Collected data entries:
>>>>>
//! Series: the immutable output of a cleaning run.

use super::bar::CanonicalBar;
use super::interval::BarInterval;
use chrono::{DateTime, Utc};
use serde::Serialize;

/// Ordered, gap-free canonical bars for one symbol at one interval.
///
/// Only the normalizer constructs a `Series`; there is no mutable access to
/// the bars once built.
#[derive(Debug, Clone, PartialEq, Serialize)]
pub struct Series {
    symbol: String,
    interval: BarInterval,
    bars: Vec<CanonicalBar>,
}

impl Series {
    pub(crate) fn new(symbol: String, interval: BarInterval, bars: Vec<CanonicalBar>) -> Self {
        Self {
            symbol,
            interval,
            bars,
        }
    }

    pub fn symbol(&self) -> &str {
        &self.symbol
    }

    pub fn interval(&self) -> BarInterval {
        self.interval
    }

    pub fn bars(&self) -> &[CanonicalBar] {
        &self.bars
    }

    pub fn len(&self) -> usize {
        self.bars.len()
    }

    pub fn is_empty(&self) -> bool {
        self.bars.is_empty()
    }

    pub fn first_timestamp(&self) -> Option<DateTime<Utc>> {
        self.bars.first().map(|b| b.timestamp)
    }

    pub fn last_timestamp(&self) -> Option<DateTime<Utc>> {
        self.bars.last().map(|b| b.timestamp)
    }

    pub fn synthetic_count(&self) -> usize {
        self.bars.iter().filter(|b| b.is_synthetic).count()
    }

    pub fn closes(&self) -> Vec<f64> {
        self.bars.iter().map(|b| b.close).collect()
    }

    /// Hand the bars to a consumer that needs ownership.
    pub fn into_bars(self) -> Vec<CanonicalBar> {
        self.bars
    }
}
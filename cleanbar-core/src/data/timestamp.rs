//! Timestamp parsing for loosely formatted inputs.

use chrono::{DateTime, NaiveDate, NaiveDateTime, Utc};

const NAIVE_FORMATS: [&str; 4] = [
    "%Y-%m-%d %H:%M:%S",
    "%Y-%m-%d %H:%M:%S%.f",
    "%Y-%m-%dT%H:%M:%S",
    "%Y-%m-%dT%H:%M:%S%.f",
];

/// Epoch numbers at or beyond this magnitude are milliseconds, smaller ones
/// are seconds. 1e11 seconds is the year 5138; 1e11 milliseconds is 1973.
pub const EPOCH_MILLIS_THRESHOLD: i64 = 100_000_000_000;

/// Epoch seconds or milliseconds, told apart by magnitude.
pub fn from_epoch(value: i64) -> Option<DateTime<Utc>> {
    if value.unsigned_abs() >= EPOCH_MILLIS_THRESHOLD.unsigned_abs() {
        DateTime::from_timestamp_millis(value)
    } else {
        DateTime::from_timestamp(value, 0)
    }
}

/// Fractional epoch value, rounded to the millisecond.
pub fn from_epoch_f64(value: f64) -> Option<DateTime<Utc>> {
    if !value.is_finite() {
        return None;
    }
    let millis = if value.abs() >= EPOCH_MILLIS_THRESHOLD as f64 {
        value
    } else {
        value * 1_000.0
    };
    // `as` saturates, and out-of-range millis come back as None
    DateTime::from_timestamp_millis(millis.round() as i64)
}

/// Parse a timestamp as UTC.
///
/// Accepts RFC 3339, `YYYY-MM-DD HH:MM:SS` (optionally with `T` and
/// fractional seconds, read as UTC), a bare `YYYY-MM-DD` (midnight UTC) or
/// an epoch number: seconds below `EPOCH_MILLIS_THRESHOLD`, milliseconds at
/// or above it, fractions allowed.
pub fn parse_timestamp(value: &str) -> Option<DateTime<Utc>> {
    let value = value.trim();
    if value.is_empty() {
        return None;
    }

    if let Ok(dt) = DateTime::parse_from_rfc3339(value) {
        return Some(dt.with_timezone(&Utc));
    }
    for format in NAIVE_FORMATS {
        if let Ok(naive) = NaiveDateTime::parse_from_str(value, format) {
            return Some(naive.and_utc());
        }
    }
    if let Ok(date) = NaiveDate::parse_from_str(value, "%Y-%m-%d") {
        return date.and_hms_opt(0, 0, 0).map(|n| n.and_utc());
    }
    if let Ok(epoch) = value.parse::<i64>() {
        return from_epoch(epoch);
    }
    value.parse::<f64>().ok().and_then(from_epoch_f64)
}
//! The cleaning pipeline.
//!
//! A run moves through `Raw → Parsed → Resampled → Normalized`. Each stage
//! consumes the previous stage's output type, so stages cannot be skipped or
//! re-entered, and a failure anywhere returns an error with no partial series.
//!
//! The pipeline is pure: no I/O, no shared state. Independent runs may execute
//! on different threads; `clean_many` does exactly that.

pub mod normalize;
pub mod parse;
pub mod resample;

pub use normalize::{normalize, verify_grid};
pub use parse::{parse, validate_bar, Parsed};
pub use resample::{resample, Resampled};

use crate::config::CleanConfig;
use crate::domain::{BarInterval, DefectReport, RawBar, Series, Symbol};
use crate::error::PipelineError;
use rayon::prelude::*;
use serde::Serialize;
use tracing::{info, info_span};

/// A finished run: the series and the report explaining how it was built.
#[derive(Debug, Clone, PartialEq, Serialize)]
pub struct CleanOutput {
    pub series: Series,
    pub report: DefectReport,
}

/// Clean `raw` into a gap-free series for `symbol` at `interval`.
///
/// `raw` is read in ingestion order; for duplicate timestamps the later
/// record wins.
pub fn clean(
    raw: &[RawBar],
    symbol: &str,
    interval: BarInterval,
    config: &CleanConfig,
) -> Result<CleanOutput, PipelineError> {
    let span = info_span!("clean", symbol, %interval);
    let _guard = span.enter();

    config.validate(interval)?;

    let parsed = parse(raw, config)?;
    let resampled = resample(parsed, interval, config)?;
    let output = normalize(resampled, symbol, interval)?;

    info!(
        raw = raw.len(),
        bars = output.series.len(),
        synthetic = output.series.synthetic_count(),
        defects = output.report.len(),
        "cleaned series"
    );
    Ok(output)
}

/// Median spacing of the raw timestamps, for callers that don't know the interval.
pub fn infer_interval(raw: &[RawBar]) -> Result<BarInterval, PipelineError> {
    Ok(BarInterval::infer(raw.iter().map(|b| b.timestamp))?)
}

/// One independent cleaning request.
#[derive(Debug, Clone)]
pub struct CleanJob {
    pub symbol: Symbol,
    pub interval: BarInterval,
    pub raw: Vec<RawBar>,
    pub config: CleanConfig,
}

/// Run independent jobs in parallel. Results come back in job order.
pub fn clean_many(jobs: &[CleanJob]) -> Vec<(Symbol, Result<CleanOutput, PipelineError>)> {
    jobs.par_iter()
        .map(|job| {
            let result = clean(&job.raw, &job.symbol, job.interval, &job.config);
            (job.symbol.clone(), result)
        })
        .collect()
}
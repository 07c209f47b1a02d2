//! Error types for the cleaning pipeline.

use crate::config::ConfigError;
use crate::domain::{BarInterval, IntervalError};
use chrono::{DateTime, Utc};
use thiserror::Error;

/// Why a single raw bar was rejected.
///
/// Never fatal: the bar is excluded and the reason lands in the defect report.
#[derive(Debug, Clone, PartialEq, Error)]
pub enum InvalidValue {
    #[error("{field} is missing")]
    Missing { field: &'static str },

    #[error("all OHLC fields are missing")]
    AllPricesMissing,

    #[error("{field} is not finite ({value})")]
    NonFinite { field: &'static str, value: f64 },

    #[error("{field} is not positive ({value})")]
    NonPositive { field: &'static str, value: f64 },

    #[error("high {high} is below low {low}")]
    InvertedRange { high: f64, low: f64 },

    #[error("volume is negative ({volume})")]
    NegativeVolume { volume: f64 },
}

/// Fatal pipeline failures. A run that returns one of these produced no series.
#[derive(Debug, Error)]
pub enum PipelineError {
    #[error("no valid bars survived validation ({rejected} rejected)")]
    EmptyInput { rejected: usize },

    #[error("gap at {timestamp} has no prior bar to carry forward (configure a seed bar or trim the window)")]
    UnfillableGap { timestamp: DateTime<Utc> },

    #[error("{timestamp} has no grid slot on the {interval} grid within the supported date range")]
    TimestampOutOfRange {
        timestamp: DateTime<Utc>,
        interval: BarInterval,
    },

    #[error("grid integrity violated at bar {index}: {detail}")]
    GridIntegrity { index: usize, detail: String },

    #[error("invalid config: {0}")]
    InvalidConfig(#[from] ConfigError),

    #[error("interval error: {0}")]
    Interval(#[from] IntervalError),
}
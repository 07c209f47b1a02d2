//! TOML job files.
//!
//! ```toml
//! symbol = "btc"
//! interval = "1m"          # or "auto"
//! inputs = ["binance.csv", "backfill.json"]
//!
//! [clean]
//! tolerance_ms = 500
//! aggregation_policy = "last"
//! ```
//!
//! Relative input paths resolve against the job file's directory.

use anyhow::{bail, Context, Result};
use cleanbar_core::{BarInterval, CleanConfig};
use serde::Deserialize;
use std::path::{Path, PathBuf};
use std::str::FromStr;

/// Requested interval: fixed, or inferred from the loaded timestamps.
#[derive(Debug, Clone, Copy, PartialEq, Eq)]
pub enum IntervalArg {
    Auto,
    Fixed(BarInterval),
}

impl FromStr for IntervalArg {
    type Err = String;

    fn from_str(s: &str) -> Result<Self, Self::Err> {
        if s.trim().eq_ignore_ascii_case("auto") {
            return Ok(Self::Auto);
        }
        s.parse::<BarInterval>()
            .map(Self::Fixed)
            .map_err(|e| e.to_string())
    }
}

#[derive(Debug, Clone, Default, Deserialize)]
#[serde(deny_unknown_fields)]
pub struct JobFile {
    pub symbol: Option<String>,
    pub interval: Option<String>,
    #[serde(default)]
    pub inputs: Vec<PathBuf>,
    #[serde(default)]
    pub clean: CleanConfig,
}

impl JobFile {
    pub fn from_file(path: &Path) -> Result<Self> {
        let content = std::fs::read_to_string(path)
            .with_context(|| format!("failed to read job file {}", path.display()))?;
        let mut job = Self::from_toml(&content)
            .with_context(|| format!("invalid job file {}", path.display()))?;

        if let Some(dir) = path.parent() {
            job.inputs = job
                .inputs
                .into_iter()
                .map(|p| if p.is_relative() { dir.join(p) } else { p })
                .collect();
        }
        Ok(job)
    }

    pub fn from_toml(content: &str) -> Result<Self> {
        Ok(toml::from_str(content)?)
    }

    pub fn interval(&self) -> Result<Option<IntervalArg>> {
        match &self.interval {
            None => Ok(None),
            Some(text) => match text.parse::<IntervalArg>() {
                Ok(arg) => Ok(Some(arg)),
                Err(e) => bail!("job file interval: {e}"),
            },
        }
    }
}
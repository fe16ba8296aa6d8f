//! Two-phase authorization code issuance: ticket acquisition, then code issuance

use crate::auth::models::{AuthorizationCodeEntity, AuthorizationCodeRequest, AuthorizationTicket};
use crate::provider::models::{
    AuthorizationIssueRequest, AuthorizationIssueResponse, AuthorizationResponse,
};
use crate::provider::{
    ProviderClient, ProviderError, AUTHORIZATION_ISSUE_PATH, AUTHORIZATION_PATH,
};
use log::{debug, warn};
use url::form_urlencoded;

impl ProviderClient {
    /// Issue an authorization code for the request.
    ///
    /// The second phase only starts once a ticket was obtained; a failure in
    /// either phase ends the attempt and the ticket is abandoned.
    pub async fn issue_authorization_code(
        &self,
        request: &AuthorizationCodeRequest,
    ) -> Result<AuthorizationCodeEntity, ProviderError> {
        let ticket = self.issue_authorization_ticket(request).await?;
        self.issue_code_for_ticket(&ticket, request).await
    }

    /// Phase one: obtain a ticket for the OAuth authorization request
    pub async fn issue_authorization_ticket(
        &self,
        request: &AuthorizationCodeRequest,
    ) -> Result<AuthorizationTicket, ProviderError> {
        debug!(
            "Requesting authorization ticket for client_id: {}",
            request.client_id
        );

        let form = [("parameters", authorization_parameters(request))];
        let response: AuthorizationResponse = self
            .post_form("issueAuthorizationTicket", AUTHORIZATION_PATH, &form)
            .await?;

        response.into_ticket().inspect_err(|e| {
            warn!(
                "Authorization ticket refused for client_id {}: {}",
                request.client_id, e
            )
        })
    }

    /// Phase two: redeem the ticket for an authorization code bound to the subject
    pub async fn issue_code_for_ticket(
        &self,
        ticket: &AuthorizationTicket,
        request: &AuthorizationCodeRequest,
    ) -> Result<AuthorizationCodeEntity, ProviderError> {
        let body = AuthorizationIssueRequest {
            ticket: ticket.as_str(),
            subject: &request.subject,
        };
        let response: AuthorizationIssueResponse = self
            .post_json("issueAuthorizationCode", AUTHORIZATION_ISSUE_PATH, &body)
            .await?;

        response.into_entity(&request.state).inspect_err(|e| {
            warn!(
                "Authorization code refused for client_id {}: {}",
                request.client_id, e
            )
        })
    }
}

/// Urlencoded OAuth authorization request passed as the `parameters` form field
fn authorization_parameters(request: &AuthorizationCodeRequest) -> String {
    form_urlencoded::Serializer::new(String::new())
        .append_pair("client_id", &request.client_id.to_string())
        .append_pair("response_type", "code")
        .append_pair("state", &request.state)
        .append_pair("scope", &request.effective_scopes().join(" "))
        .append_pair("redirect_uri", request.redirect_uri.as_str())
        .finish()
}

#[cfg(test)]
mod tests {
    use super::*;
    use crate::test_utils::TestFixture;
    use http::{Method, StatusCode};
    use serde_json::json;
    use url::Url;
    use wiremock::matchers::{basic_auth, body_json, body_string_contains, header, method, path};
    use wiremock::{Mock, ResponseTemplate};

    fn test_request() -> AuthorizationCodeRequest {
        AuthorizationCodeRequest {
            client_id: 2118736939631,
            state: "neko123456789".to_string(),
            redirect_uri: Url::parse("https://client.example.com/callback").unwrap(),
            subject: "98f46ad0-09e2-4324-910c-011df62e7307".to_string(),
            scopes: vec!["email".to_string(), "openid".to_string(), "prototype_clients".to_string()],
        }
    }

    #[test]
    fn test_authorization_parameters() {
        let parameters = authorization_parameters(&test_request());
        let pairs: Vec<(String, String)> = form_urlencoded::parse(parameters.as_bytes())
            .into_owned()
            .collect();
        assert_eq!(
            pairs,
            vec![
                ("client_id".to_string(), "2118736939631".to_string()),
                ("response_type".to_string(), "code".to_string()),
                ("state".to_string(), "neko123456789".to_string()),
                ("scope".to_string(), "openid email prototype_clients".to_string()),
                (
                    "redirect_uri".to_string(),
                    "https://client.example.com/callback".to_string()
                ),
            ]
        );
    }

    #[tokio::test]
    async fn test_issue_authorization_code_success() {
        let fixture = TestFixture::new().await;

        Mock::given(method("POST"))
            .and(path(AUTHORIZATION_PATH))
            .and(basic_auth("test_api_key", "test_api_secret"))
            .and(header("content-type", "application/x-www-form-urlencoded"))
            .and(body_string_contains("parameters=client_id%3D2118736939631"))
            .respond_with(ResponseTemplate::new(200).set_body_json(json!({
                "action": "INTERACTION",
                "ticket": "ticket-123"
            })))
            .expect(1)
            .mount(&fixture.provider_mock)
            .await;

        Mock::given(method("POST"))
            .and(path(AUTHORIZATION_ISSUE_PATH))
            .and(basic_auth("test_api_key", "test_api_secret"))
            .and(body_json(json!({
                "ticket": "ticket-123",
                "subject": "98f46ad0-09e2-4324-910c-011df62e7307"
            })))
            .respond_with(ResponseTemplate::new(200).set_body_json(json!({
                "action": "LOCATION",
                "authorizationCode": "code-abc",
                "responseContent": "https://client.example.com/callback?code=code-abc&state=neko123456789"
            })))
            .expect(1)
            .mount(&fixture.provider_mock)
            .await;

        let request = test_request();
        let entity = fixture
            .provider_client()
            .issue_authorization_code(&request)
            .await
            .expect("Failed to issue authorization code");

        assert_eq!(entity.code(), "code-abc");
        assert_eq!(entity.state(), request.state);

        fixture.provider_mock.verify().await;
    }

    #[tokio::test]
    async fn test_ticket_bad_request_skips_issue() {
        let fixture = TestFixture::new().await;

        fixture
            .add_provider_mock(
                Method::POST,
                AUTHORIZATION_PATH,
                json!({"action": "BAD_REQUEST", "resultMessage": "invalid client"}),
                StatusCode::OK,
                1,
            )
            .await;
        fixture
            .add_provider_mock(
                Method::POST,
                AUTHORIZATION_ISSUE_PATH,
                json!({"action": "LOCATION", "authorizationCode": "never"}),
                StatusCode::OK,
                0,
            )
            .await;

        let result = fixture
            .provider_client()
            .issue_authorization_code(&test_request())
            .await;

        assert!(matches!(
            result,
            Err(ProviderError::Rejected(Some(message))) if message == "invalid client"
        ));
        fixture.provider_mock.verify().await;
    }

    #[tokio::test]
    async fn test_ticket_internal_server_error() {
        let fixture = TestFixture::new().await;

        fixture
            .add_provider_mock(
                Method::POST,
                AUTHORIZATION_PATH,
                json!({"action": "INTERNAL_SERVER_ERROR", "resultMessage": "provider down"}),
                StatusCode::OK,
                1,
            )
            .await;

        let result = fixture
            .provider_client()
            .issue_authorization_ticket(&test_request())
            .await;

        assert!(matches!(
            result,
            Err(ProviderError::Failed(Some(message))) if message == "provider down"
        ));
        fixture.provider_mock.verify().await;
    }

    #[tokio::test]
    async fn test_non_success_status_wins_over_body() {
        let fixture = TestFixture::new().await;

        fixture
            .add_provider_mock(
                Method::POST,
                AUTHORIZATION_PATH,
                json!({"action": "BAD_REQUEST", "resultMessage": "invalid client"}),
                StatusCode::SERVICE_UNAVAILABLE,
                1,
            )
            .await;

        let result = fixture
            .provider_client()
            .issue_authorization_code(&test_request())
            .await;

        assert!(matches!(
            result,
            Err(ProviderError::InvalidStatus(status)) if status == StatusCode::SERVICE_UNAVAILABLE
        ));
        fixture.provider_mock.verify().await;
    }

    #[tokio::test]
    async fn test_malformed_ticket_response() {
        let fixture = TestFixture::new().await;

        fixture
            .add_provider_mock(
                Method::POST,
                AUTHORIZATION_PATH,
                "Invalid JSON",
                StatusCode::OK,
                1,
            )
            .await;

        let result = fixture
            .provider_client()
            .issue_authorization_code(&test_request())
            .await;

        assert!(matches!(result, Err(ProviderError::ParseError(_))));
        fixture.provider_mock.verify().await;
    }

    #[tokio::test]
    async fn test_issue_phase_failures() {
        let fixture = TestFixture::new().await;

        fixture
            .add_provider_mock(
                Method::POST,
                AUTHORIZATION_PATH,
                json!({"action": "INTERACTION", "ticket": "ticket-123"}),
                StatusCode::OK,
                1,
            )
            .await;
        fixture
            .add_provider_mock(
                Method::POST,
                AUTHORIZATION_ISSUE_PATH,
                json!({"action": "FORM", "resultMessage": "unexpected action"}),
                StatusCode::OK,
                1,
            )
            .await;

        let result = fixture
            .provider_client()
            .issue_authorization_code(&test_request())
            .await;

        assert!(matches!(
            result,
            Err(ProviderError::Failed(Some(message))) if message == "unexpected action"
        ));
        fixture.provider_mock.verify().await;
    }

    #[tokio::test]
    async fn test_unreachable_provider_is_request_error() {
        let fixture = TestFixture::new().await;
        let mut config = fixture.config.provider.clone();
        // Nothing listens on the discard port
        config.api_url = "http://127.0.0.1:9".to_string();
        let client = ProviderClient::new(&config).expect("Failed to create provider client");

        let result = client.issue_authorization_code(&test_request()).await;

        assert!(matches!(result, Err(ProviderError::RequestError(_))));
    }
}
<<<<<
What to do:
Retype the portion of the data above that starts on the line with "pub struct JobFile" and finishes on the line with "pub fn from_toml(content: &str)", including both of those lines.

Task output:
pub struct JobFile {
    pub symbol: Option<String>,
    pub interval: Option<String>,
    #[serde(default)]
    pub inputs: Vec<PathBuf>,
    #[serde(default)]
    pub clean: CleanConfig,
}

impl JobFile {
    pub fn from_file(path: &Path) -> Result<Self> {
        let content = std::fs::read_to_string(path)
            .with_context(|| format!("failed to read job file {}", path.display()))?;
        let mut job = Self::from_toml(&content)
            .with_context(|| format!("invalid job file {}", path.display()))?;

        if let Some(dir) = path.parent() {
            job.inputs = job
                .inputs
                .into_iter()
                .map(|p| if p.is_relative() { dir.join(p) } else { p })
                .collect();
        }
        Ok(job)
    }

    pub fn from_toml(content: &str) -> Result<Self> {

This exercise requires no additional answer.